Had to leave early for Lone Tree due to Kate’s 11:30 annual physical. Drinking water the whole way there. Part of the protocol. Also, soup Sunday night for supper. Lighter proportions on the meals. Protocol. Reducing gas. That’s the goal.
Dropped Kate off at Lisa’s office, County Line Road to Broadway and Broadway back to 470. Still pretty early for my 12:20 appointment, so I drove around, trying to get familiar with the navigation screen on our new car. Slow progress there. RTFM, I know. But I’m a do this and see what it does sorta guy at heart.
Time to stop driving around listening to the computer voice. Over to Anova. While I sat in the waiting room, men of a certain age in sweat pants came and went. One guy, tall, gray headed like all but one of us, had on blue sweats with pink stripes. Keith had on jeans. I didn’t want’em to cut on me. You know. No, I didn’t, but I nodded anyhow. He’d made his decision.
Ultra sound of the bladder. That’s always first. Lie down on an exam table. Patty put a little gel on my tummy. Wand. Hmm. 200 ml. We want you at 100. Take this cup. Fill it to here. Then, to here. Not so easy, but I managed.
Take a seat out here. OK.
Come on back. OK. A room with computer monitors, narrow, more like a hall way. Desk chairs. New woman, about Patty’s age, maybe a bit younger. Early thirties. Attractive, like Patty. Attractive younger women to manage old men. Makes sense.
New woman, I didn’t get her name. I will today. We’re right here the whole time. If you need us, just yell and we’ll be right there. I couldn’t imagine what I’d need them for, but it was nice to know.
What music would you like? We have Pandora. The Band. Do you know them? She pulled up The Band’s Pandora page. No, I don’t think so. Wait. Yes. My grandpa told me about them. Oh. I see.
Patty and new woman both liked my radiation hazard t-shirt. No reason to be glum, eh?
Down to it. A metal table. My spot. Cyber Knife to my right. Two oblong, speaker like things hung on the ceiling on either side of the table. Above me a circle, big, filled with nice wood, lights all around the rim.
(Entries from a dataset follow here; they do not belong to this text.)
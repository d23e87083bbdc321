//! Configuration engine for the GalaxyCore GC2145 2MP CMOS sensor.
//!
//! Brings the sensor from power-off to a streaming-ready state at a
//! negotiated resolution and pixel format over any `embedded-hal` I2C bus.
//! Frame capture is not handled here.
#![cfg_attr(not(test), no_std)]

pub mod config;
pub mod error;
pub mod format;
pub mod mode;
pub mod power;
pub mod regs;
pub mod sccb;
pub mod sensor;
pub mod sim;
pub mod subdev;
pub mod tables;

pub use config::{Config, Polarity};
pub use error::{Error, Fault, Lookup, Result};
pub use format::{FrameFormat, MbusCode, PixelFormat};
pub use mode::{Mode, ModeId, ModeMatch};
pub use power::{ExternalOscillator, PowerState, ReferenceClock};
pub use sensor::{Gc2145, Parts, Status};
pub use subdev::{Control, FormatRequest, FrameSizeRange, SensorSubdev, TrialFormat, Which};
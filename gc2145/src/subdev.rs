//! The capability set a capture framework drives a sensor through.

use crate::error::{Error, Result};
use crate::format::{FrameFormat, MbusCode};
use crate::mode::ModeMatch;

/// The sensor has a single source pad.
pub const SOURCE_PAD: u32 = 0;

pub(crate) fn check_pad(pad: u32) -> Result<()> {
    if pad != SOURCE_PAD {
        return Err(Error::InvalidArgument("pad index out of range"));
    }
    Ok(())
}

/// Scratch format owned by one negotiating caller. Never shared.
#[derive(Debug, Clone, Copy, PartialEq, Eq, Default)]
pub struct TrialFormat {
    pub(crate) format: FrameFormat,
}

impl TrialFormat {
    pub fn format(&self) -> &FrameFormat {
        &self.format
    }
}

/// Which format a get/set request targets.
#[derive(Debug)]
pub enum Which<'a> {
    /// The committed format, programmed into the sensor.
    Active,
    /// The caller's own trial slot. No hardware access, no commit.
    Trial(&'a mut TrialFormat),
}

#[derive(Debug, Clone, Copy, PartialEq, Eq)]
#[cfg_attr(feature = "defmt", derive(defmt::Format))]
pub struct FormatRequest {
    pub width: u32,
    pub height: u32,
    pub code: MbusCode,
    pub policy: ModeMatch,
}

impl FormatRequest {
    pub const fn new(width: u32, height: u32, code: MbusCode) -> Self {
        Self {
            width,
            height,
            code,
            policy: ModeMatch::Nearest,
        }
    }

    pub const fn exact(self) -> Self {
        Self {
            policy: ModeMatch::Exact,
            ..self
        }
    }
}

#[derive(Debug, Clone, Copy, PartialEq, Eq)]
#[cfg_attr(feature = "defmt", derive(defmt::Format))]
pub enum Control {
    HFlip,
    VFlip,
    /// Read-only.
    PixelRate,
}

#[derive(Debug, Clone, Copy, PartialEq, Eq)]
#[cfg_attr(feature = "defmt", derive(defmt::Format))]
pub struct FrameSizeRange {
    pub min_width: u32,
    pub max_width: u32,
    pub min_height: u32,
    pub max_height: u32,
}

pub trait SensorSubdev {
    /// Media-bus code at `index` in the format catalog.
    fn enumerate_formats(&self, pad: u32, index: u32) -> Result<MbusCode>;

    /// Discrete frame size at `index` for a supported `code`.
    fn enumerate_frame_sizes(&self, pad: u32, index: u32, code: MbusCode)
        -> Result<FrameSizeRange>;

    fn get_format(&self, pad: u32, which: Which<'_>) -> Result<FrameFormat>;

    /// Resolve `request` to a supported format. Active requests program the
    /// sensor and commit; trial requests only fill the caller's slot.
    fn set_format(&self, pad: u32, which: Which<'_>, request: &FormatRequest)
        -> Result<FrameFormat>;

    fn set_power(&self, on: bool) -> Result<()>;

    fn set_control(&self, control: Control, value: i32) -> Result<()>;

    fn get_control(&self, control: Control) -> Result<i32>;

    fn set_stream(&self, enable: bool) -> Result<()>;

    fn log_status(&self);
}
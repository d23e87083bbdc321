#![no_std]

pub use embassy_rp;
use embassy_rp::i2c;
use embassy_rp::peripherals;
use embassy_rp::Peri;

pub type StatusLed = Peri<'static, peripherals::PIN_25>;

// I2C (SCCB)
pub type I2cData = peripherals::PIN_12;
pub type I2cClock = peripherals::PIN_13;
pub type I2c = i2c::I2c<'static, peripherals::I2C0, i2c::Blocking>;

// Camera control
pub type CamMclk = peripherals::PIN_8;
pub type CamPwdn = peripherals::PIN_14;
pub type CamReset = peripherals::PIN_15;

pub struct CamPins {
    pub mclk: Peri<'static, CamMclk>,
    pub pwdn: Peri<'static, CamPwdn>,
    pub reset: Peri<'static, CamReset>,
}

pub struct Board {
    pub status_led: StatusLed,

    pub i2c0: Peri<'static, peripherals::I2C0>,
    pub i2c_sda: Peri<'static, I2cData>,
    pub i2c_scl: Peri<'static, I2cClock>,

    /// Drives MCLK on GPIO8 (PWM4 A).
    pub mclk_pwm: Peri<'static, peripherals::PWM_SLICE4>,
    pub cam_pins: CamPins,

    pub usb: Peri<'static, peripherals::USB>,
}

impl Board {
    pub fn new(p: embassy_rp::Peripherals) -> Self {
        Self {
            status_led: p.PIN_25,

            i2c0: p.I2C0,
            i2c_sda: p.PIN_12,
            i2c_scl: p.PIN_13,

            mclk_pwm: p.PWM_SLICE4,
            cam_pins: CamPins {
                mclk: p.PIN_8,
                pwdn: p.PIN_14,
                reset: p.PIN_15,
            },

            usb: p.USB,
        }
    }
}
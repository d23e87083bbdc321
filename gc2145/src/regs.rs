//! Register map and the register program representation.

/// 7-bit bus address (0x78 write / 0x79 read).
pub const GC2145_ADDR: u8 = 0x3C;

/// Expected value of `CHIP_ID_H:CHIP_ID_L`.
pub const CHIP_ID: u16 = 0x2145;

// Page 0
pub const FLIP_CONTROL: u8 = 0x17;
pub const OUTPUT_FORMAT: u8 = 0x84;

// System registers, visible from every page
pub const CHIP_ID_H: u8 = 0xF0;
pub const CHIP_ID_L: u8 = 0xF1;
pub const PAD_MODE: u8 = 0xF2;
pub const PAGE_SELECT: u8 = 0xFE;

/// Reserved address marking a delay row in a [`RegisterProgram`].
pub const DELAY_MARKER: u8 = 0xFF;

/// Written to [`PAGE_SELECT`]: bit 7 resets every page to defaults.
pub const PAGE_SOFT_RESET: u8 = 0xF0;

pub const FLIP_HORIZONTAL: u8 = 1 << 0;
pub const FLIP_VERTICAL: u8 = 1 << 1;

#[derive(Debug, Clone, Copy, PartialEq, Eq)]
#[cfg_attr(feature = "defmt", derive(defmt::Format))]
pub struct RegisterOp {
    pub addr: u8,
    pub val: u8,
}

impl RegisterOp {
    pub const fn write(addr: u8, val: u8) -> Self {
        Self { addr, val }
    }

    /// Switch the register page later rows refer to.
    pub const fn page(page: u8) -> Self {
        Self::write(PAGE_SELECT, page)
    }

    pub const fn delay_ms(ms: u8) -> Self {
        Self {
            addr: DELAY_MARKER,
            val: ms,
        }
    }

    pub const fn is_delay(&self) -> bool {
        self.addr == DELAY_MARKER
    }
}

/// An ordered list of register writes and delay rows, applied front to back.
#[derive(Debug, Clone, Copy, PartialEq, Eq)]
pub struct RegisterProgram {
    name: &'static str,
    ops: &'static [RegisterOp],
}

impl RegisterProgram {
    pub const fn new(name: &'static str, ops: &'static [RegisterOp]) -> Self {
        Self { name, ops }
    }

    pub const fn name(&self) -> &'static str {
        self.name
    }

    pub const fn ops(&self) -> &'static [RegisterOp] {
        self.ops
    }

    pub const fn len(&self) -> usize {
        self.ops.len()
    }

    pub const fn is_empty(&self) -> bool {
        self.ops.is_empty()
    }

    /// Number of rows that reach the bus.
    pub fn write_count(&self) -> usize {
        self.ops.iter().filter(|op| !op.is_delay()).count()
    }

    /// Sum of all delay rows in milliseconds.
    pub fn total_delay_ms(&self) -> u32 {
        self.ops
            .iter()
            .filter(|op| op.is_delay())
            .map(|op| op.val as u32)
            .sum()
    }
}

#[cfg(test)]
mod tests {
    use super::*;

    const MIXED: &[RegisterOp] = &[
        RegisterOp::page(1),
        RegisterOp::write(0x10, 0x20),
        RegisterOp::delay_ms(5),
        RegisterOp::page(0),
        RegisterOp::delay_ms(7),
    ];

    #[test]
    fn delay_rows_are_not_writes() {
        let program = RegisterProgram::new("mixed", MIXED);
        assert_eq!(program.len(), 5);
        assert_eq!(program.write_count(), 3);
        assert_eq!(program.total_delay_ms(), 12);
    }

    #[test]
    fn page_select_is_an_ordinary_write() {
        let op = RegisterOp::page(2);
        assert_eq!(op, RegisterOp::write(PAGE_SELECT, 2));
        assert!(!op.is_delay());
        assert!(RegisterOp::delay_ms(0).is_delay());
    }

    #[test]
    fn tables_contain_no_delay_rows() {
        for program in [
            &crate::tables::INIT,
            &crate::tables::MODE_QVGA,
            &crate::tables::MODE_VGA,
            &crate::tables::MODE_SVGA,
            &crate::tables::MODE_UXGA,
        ] {
            assert_eq!(program.total_delay_ms(), 0, "{}", program.name());
            assert_eq!(program.ops().last(), Some(&RegisterOp::page(0)));
        }
    }
}
#![no_std]
#![no_main]

use embassy_executor::Spawner;
use embassy_futures::join::join;
use embassy_rp::bind_interrupts;
use embassy_rp::gpio::{Level, Output};
use embassy_rp::peripherals::USB;
use embassy_rp::pwm::{Config as PwmConfig, Pwm};
use embassy_rp::usb;
use embassy_sync::blocking_mutex::raw::NoopRawMutex;
use embassy_time::{Delay, Duration, Timer};
use embassy_usb::class::cdc_acm::{CdcAcmClass, State};
use gc2145::{
    Config, Control, FormatRequest, Gc2145, MbusCode, Parts, SensorSubdev, Which,
};
use panic_probe as _;
use static_cell::{ConstStaticCell, StaticCell};

mod logger;
mod mclk;

use crate::mclk::PwmClock;

use gc2145_bsp::Board;

bind_interrupts!(struct Irqs {
    USBCTRL_IRQ => usb::InterruptHandler<USB>;
});

static USB_CDC_ACM_STATE: StaticCell<State> = StaticCell::new();
static USB_CONFIG_DESC_BUF: ConstStaticCell<[u8; 256]> = ConstStaticCell::new([0u8; 256]);
static USB_BOS_DESC_BUF: ConstStaticCell<[u8; 256]> = ConstStaticCell::new([0u8; 256]);
static USB_CONTROL_BUF_BUF: ConstStaticCell<[u8; 64]> = ConstStaticCell::new([0u8; 64]);
static USB_MSOS_DESC_BUF: ConstStaticCell<[u8; 256]> = ConstStaticCell::new([0u8; 256]);

#[embassy_executor::task]
async fn usb_defmt_logger(
    mut driver: embassy_usb::UsbDevice<'static, embassy_rp::usb::Driver<'static, USB>>,
    tx: embassy_usb::class::cdc_acm::Sender<'static, embassy_rp::usb::Driver<'static, USB>>,
) {
    join(driver.run(), defmt_embassy_usbserial::logger(tx)).await;
}

#[embassy_executor::main]
async fn main(spawner: Spawner) {
    logger::init();
    let p = embassy_rp::init(Default::default());
    let board = Board::new(p);

    // --- USB Setup ---
    let driver = embassy_rp::usb::Driver::new(board.usb, Irqs);
    let mut config = embassy_usb::Config::new(0xc0de, 0xcafe);
    config.manufacturer = Some("GC2145");
    config.product = Some("Bring-up");
    config.serial_number = Some("12345678");
    config.max_power = 100;
    config.max_packet_size_0 = 64;

    let state = USB_CDC_ACM_STATE.init(State::new());

    let mut builder = embassy_usb::Builder::new(
        driver,
        config,
        USB_CONFIG_DESC_BUF.take(),
        USB_BOS_DESC_BUF.take(),
        USB_MSOS_DESC_BUF.take(),
        USB_CONTROL_BUF_BUF.take(),
    );

    let class = CdcAcmClass::new(&mut builder, state, 64);
    let (tx, _rx) = class.split();

    let usb = builder.build();
    spawner.must_spawn(usb_defmt_logger(usb, tx));

    defmt::info!("USB Logging initialized");

    let mut led = Output::new(board.status_led, Level::Low);

    // 1. MCLK (PWM slice 4 A), gated until power up
    let pwm = Pwm::new_output_a(board.mclk_pwm, board.cam_pins.mclk, PwmConfig::default());
    let clock = PwmClock::new(pwm);

    // 2. I2C0 for SCCB
    let mut i2c_config = embassy_rp::i2c::Config::default();
    i2c_config.frequency = 100_000;
    let i2c = embassy_rp::i2c::I2c::new_blocking(
        board.i2c0,
        board.i2c_scl,
        board.i2c_sda,
        i2c_config,
    );

    // 3. Control lines idle in power-down, held in reset
    let pwdn = Output::new(board.cam_pins.pwdn, Level::High);
    let reset = Output::new(board.cam_pins.reset, Level::Low);

    // Give the host time to open the log port.
    Timer::after(Duration::from_millis(3000)).await;

    let mut parts = Parts {
        i2c,
        pwdn,
        reset,
        clock,
        delay: Delay,
    };
    let sensor = loop {
        match Gc2145::<NoopRawMutex, _, _, _, _, _>::attach(Config::default(), parts) {
            Ok(sensor) => break sensor,
            Err((e, returned)) => {
                defmt::error!("GC2145 attach failed: {}, retrying", e);
                parts = returned;
                led.toggle();
                Timer::after(Duration::from_millis(1000)).await;
            }
        }
    };

    let request = FormatRequest::new(640, 480, MbusCode::YUYV8_2X8);
    let bring_up = sensor
        .set_power(true)
        .and_then(|_| sensor.set_format(0, Which::Active, &request))
        .and_then(|format| {
            defmt::info!("negotiated {}", format);
            sensor.set_control(Control::VFlip, 1)
        })
        .and_then(|_| sensor.set_stream(true));
    if let Err(e) = bring_up {
        defmt::error!("GC2145 bring-up failed: {}", e);
    }

    loop {
        defmt::info!("{}", sensor.status());
        led.toggle();
        Timer::after(Duration::from_millis(5000)).await;
    }
}
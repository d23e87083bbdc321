//! Register programs for the GC2145.
//!
//! The values below are calibration data from the vendor bring-up sequence.
//! Only the page selects and the output format register carry meaning the
//! driver relies on; everything else is written verbatim.

use crate::regs::{RegisterOp, RegisterProgram, OUTPUT_FORMAT, PAGE_SELECT, PAGE_SOFT_RESET};

pub static INIT: RegisterProgram = RegisterProgram::new("init", INIT_OPS);
pub static MODE_QVGA: RegisterProgram = RegisterProgram::new("qvga", QVGA_OPS);
pub static MODE_VGA: RegisterProgram = RegisterProgram::new("vga", VGA_OPS);
pub static MODE_SVGA: RegisterProgram = RegisterProgram::new("svga", SVGA_OPS);
pub static MODE_UXGA: RegisterProgram = RegisterProgram::new("uxga", UXGA_OPS);

pub static FMT_UYVY: RegisterProgram = RegisterProgram::new("uyvy", UYVY_OPS);
pub static FMT_VYUY: RegisterProgram = RegisterProgram::new("vyuy", VYUY_OPS);
pub static FMT_YUYV: RegisterProgram = RegisterProgram::new("yuyv", YUYV_OPS);
pub static FMT_YVYU: RegisterProgram = RegisterProgram::new("yvyu", YVYU_OPS);
// RGB565 and raw Bayer share this patch; the selector byte on the format
// entry is what tells them apart.
pub static FMT_RAW: RegisterProgram = RegisterProgram::new("raw", RAW_OPS);

const UYVY_OPS: &[RegisterOp] = &[RegisterOp::write(OUTPUT_FORMAT, 0x00)];
const VYUY_OPS: &[RegisterOp] = &[RegisterOp::write(OUTPUT_FORMAT, 0x01)];
const YUYV_OPS: &[RegisterOp] = &[RegisterOp::write(OUTPUT_FORMAT, 0x02)];
const YVYU_OPS: &[RegisterOp] = &[RegisterOp::write(OUTPUT_FORMAT, 0x03)];
const RAW_OPS: &[RegisterOp] = &[RegisterOp::write(OUTPUT_FORMAT, 0x18)];
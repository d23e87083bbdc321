use embedded_hal::delay::DelayNs;
use embedded_hal::i2c::I2c;

use crate::error::{Error, Result};
use crate::regs::RegisterProgram;

/// Register access over the sensor's control bus.
pub struct Sccb<I2C> {
    i2c: I2C,
    address: u8,
}

impl<I2C: I2c> Sccb<I2C> {
    pub fn new(i2c: I2C, address: u8) -> Self {
        Self { i2c, address }
    }

    pub fn release(self) -> I2C {
        self.i2c
    }

    pub fn read_reg(&mut self, reg: u8) -> Result<u8> {
        let mut buf = [0u8; 1];
        self.i2c
            .write_read(self.address, &[reg], &mut buf)
            .map_err(|e| {
                log::error!("read of reg {:#04x} failed: {:?}", reg, e);
                Error::transport(reg, e)
            })?;
        log::trace!("rd {:#04x} -> {:#04x}", reg, buf[0]);
        Ok(buf[0])
    }

    pub fn write_reg(&mut self, reg: u8, val: u8) -> Result<()> {
        self.i2c.write(self.address, &[reg, val]).map_err(|e| {
            log::error!("write of reg {:#04x}={:#04x} failed: {:?}", reg, val, e);
            Error::transport(reg, e)
        })?;
        log::trace!("wr {:#04x} <- {:#04x}", reg, val);
        Ok(())
    }

    /// Write `program` front to back, stopping at the first bus error.
    ///
    /// Delay rows block for their encoded duration and never reach the bus.
    /// Nothing is rolled back on failure: the sensor is left part-way through
    /// the program and must be reprogrammed from a known power state.
    ///
    /// Returns the number of register writes issued.
    pub fn apply<D: DelayNs>(&mut self, program: &RegisterProgram, delay: &mut D) -> Result<usize> {
        if program.is_empty() {
            return Err(Error::InvalidArgument("empty register program"));
        }

        let mut written = 0;
        for op in program.ops() {
            if op.is_delay() {
                delay.delay_ms(op.val as u32);
                continue;
            }
            if let Err(e) = self.write_reg(op.addr, op.val) {
                log::error!(
                    "program {} aborted after {} of {} writes",
                    program.name(),
                    written,
                    program.write_count()
                );
                return Err(e);
            }
            written += 1;
        }
        log::debug!("program {}: {} writes", program.name(), written);
        Ok(written)
    }
}
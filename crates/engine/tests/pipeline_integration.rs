use chan_core::config::{ChanConfig, SegAlgo, ZsAlgo};
use chan_core::market::entity::Bar;
use chan_core::market::error::DataError;
use chan_core::structure::entity::{StructureRecord, ZoneLevel};
use chan_core::structure::error::AnalysisError;
use chan_core::structure::port::Swing;
use chan_core::test_utils::{bars_from_ranges, random_walk, ts};
use chan_engine::AnalysisContext;

/// # Summary
/// 覆盖各算法组合的配置集合。
fn configs() -> Vec<ChanConfig> {
    let mut out = Vec::new();
    for seg_algo in [SegAlgo::Chan, SegAlgo::OnePlusOne, SegAlgo::Break] {
        for (zs_algo, zs_level) in [
            (ZsAlgo::Normal, ZoneLevel::Stroke),
            (ZsAlgo::OverSeg, ZoneLevel::Stroke),
            (ZsAlgo::Auto, ZoneLevel::Segment),
        ] {
            for bi_strict in [true, false] {
                out.push(ChanConfig {
                    bi_strict,
                    seg_algo,
                    zs_algo,
                    zs_level,
                    ..ChanConfig::default()
                });
            }
        }
    }
    out
}

fn replay(config: &ChanConfig, bars: &[Bar]) -> anyhow::Result<StructureRecord> {
    let mut ctx = AnalysisContext::new(config.clone())?;
    for bar in bars {
        ctx.feed(bar.clone())?;
    }
    Ok(ctx.record())
}

fn zone_bounds<S: Swing>(swings: &[S], members: &[usize]) -> (f64, f64) {
    members.iter().filter_map(|&m| swings.get(m)).fold((f64::MIN, f64::MAX), |(lo, hi), s| {
        (lo.max(s.low()), hi.min(s.high()))
    })
}

fn assert_structure(record: &StructureRecord) {
    for w in record.merged.windows(2) {
        assert!(
            !w[0].is_inclusive(w[1].high, w[1].low),
            "merged {} includes {}",
            w[0].idx,
            w[1].idx
        );
    }
    for w in record.strokes.windows(2) {
        assert_ne!(w[0].direction, w[1].direction);
        assert_eq!(w[0].end, w[1].begin);
        assert!(w[0].confirmed);
    }
    for w in record.segments.windows(2) {
        assert_ne!(w[0].direction, w[1].direction);
        assert_eq!(w[0].end_stroke + 1, w[1].begin_stroke);
    }
    for zone in &record.zones {
        let bounds = match zone.level {
            ZoneLevel::Stroke => zone_bounds(&record.strokes, &zone.members),
            ZoneLevel::Segment => zone_bounds(&record.segments, &zone.members),
        };
        assert_eq!(bounds, (zone.low, zone.high), "zone {}", zone.idx);
        assert!(zone.low < zone.high);
    }
}

#[test]
fn test_replay_is_deterministic() -> anyhow::Result<()> {
    let bars = random_walk(42, 800);
    for config in configs() {
        let a = serde_json::to_string(&replay(&config, &bars)?)?;
        let b = serde_json::to_string(&replay(&config, &bars)?)?;
        assert_eq!(a, b);
    }
    Ok(())
}

#[test]
fn test_structural_invariants_hold() -> anyhow::Result<()> {
    for seed in [1, 7, 99] {
        let bars = random_walk(seed, 600);
        for config in configs() {
            let record = replay(&config, &bars)?;
            assert_structure(&record);
            assert!(!record.strokes.is_empty());
        }
    }
    Ok(())
}

#[test]
fn test_confirmed_structures_never_revised() -> anyhow::Result<()> {
    let bars = random_walk(2024, 700);
    for config in configs() {
        let mut ctx = AnalysisContext::new(config)?;
        let mut prev = ctx.record();
        for bar in &bars {
            ctx.feed(bar.clone())?;
            let next = ctx.record();

            let strokes = prev.strokes.iter().take_while(|s| s.confirmed).count();
            assert_eq!(prev.strokes[..strokes], next.strokes[..strokes]);
            let segments = prev.segments.iter().take_while(|s| s.confirmed).count();
            assert_eq!(prev.segments[..segments], next.segments[..segments]);
            let zones = prev.zones.iter().take_while(|z| z.confirmed).count();
            assert_eq!(prev.zones[..zones], next.zones[..zones]);
            for signal in prev.signals.iter().filter(|s| s.confirmed) {
                assert!(next.signals.contains(signal), "signal {:?} revised", signal.key());
            }
            prev = next;
        }
    }
    Ok(())
}

#[test]
fn test_monotonic_rise_produces_no_strokes() -> anyhow::Result<()> {
    let mut ctx = AnalysisContext::new(ChanConfig::default())?;
    let ranges: Vec<(f64, f64)> = (0..12)
        .map(|i| (10.0 + f64::from(i), 12.0 + f64::from(i)))
        .collect();
    for bar in bars_from_ranges(&ranges) {
        ctx.feed(bar)?;
        assert!(ctx.strokes().is_empty());
    }
    assert_eq!(ctx.merged().len(), ranges.len());

    // 一根反转 K 线只形成顶分型，还不足以成笔
    ctx.feed(Bar::new(ts(12), 22.0, 22.0, 19.0, 19.0, 1.0))?;
    assert!(ctx.strokes().is_empty());
    Ok(())
}

#[test]
fn test_inverted_bar_rejected_without_side_effects() -> anyhow::Result<()> {
    let bars = random_walk(5, 300);
    let mut ctx = AnalysisContext::new(ChanConfig::default())?;
    ctx.load(bars)?;
    let before = serde_json::to_string(&ctx.record())?;

    let err = ctx.feed(Bar::new(ts(300), 100.0, 99.0, 101.0, 100.0, 0.0)).unwrap_err();
    assert!(matches!(err, AnalysisError::Data(DataError::InvertedRange { .. })));
    assert_eq!(serde_json::to_string(&ctx.record())?, before);

    let err = ctx.feed(Bar::new(ts(301), f64::NAN, 101.0, 99.0, 100.0, 0.0)).unwrap_err();
    assert!(matches!(err, AnalysisError::Data(DataError::NonFinite { field: "open", .. })));
    assert_eq!(serde_json::to_string(&ctx.record())?, before);
    Ok(())
}

#[test]
fn test_signals_reference_existing_swings() -> anyhow::Result<()> {
    let config = ChanConfig {
        divergence_rate: f64::INFINITY,
        ..ChanConfig::default()
    };
    let record = replay(&config, &random_walk(11, 900))?;
    assert!(!record.signals.is_empty());
    for signal in &record.signals {
        let stroke = &record.strokes[signal.swing];
        assert_eq!(signal.price, stroke.end_price);
        assert_eq!(
            signal.is_buy,
            stroke.direction == chan_core::structure::entity::Direction::Down
        );
        if let Some(zone) = signal.zone {
            assert!(zone < record.zones.len());
        }
    }
    Ok(())
}

#[test]
fn test_bs_type_restricts_output() -> anyhow::Result<()> {
    let config = ChanConfig::from_pairs(&[("bs_type", "2,3a"), ("divergence_rate", "inf")])?;
    let record = replay(&config, &random_walk(11, 900))?;
    assert!(record.signals.iter().all(|s| config.emits(s.kind)));
    Ok(())
}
Patty and the new woman began positioning me on the table. A pillow under my knees. A red laser line up my midsection. We’ll be back. If we come into to reposition you, we don’t want help. Just let us do it. OK.
A few tugs and pulls later. The table began to shift up, down, sideways. Huh. The table’s an important instrument in this case. This whole 3-D guided radiation treatment requires precision at an exquisite level. Don’t want to burn the bladder or the rectum. Do what you must, Patty.
The music starts up. Patty says something through the loud speakers, but with The Band playing “The Weight” and my poor hearing I just say, ok.
Cyber Knife comes to life. In motion it reminds me most of the industrial robots I’ve seen at work in automobile manufacturing. It’s movements have that slightly jerky but intentional way about them. The one the kids use for robot dance moves. Metallic sounds. Gears grinding. Not loud, but audible.
The pointy end, the lens that aims the radiation moves around me. Stopping. Moving again. Up high. To the side. Below the table aiming up. All the while the large head of the Cyber Knife looms over me. Defenseless. What if it goes all Skynet on me? Gotta say, it was creepy.
All this to a favorite song, “The Night They Drove Old Dixie Down.” The weirdness level was very high. My sixties past brought into my 2019 present, a robot aiming death-dealing rays into my body. To protect me. Very, very weird.
Took around ten minutes. See you tomorrow. Thanks.